Morro de São Paulo delivers when it comes to culinary delights: seafood of all sorts, luscious sorvetes (ice cream) and frozen açai (a palm fruit superfood), simple mom-and-pop baihano eateries featuring local favorites, a variety of Italian bistros with good vegetarian choices, and cafés offering sweets, pastries and shots of sugary cafezinho.

Gratifying

Boat tours by day, fresh-fruit cachaça cocktails by afternoon, and dancing to samba by night – with plenty of time in-between for R&R. I had a lot of fun on Morro de São Paulo!

Splendidly Sandy

Last but certainly not least – and the reason I came to Morro de São Paulo – was to enjoy the beaches. Being an island, there is no shortage of beachfront property. The sands chain eastwards from the center of town and are simply (if uninspiringly) named: Primeira Praia (First Beach), Segunda Praia (Second Beach), Terceira Praia (Third Beach), and so on.

Each beach has a different personality: First Beach is full of soccer players, surfers, and adrenaline seekers riding the zip line that plunges into the waves. I swam and people watched on Second Beach where sun seekers lounge in chairs and families play in the waves, and martial arts aficionados practice capoeira. On Third Beach I snorkeled and ate southern Atlantic langosta. And I went for long walks (and runs) along deserted Fourth Beach. There are beaches for everyone!

Morro de São Paulo, overtly touristy yet charmingly relaxed, was a great spot to recharge my batteries before heading into the deep Brazilian interior where distances are great and travelers are few and far between. And I am grateful for fortuitously meeting Marisa and Rosita – they made my lively island adventure full of friendly and foolishly good fun.

Sunrise over Morro de São Paulo as I departed for mainland Brazil

2 Responses to Lindo Maravilhoso!
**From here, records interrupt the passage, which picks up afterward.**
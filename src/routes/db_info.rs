use std::sync::Arc;

use axum::{Json, Router, extract::State, routing::get};
use serde::Serialize;

use crate::{
    db::dao::TableCounts, error::AppError, services::ServiceContext, state::AppState,
};

#[derive(Debug, Serialize)]
#[serde(rename_all = "camelCase")]
pub struct DbInfoResponse {
    pub tables: TableCounts,
    pub database_url: &'static str,
    pub timestamp: String,
}

pub fn router(state: Arc<AppState>) -> Router {
    Router::new()
        .route("/api/db/info", get(db_info))
        .with_state(state)
}

async fn db_info(State(state): State<Arc<AppState>>) -> Result<Json<DbInfoResponse>, AppError> {
    let system = ServiceContext::from_state(state.as_ref()).system();
    let tables = system.table_counts().await?;
    Ok(Json(DbInfoResponse {
        tables,
        database_url: state.config.database_url_label(),
        timestamp: super::now_timestamp(),
    }))
}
Merrymaking in Morro de São Paulo

  1. Susan / Mom says:

    I’ve been on some nice beaches, but Morro is awesome! Why aren’t I with you on this trip?! I enjoyed these very enticing pics based here, as I am, in our too-cool and rainy Wisconsin summer. Forever, love, Mom

    • Peter says:

      Hey Mom, soon you’ll be in warm & sunny Mexico with plenty of marvelous beaches to explore. Amazing how quickly you summer has passed by, I though in your Golden Years you’re supposed to while away on the front porch, kitting & such… not doing all the stuff that keeps you two so busy. Love to you both xoxo!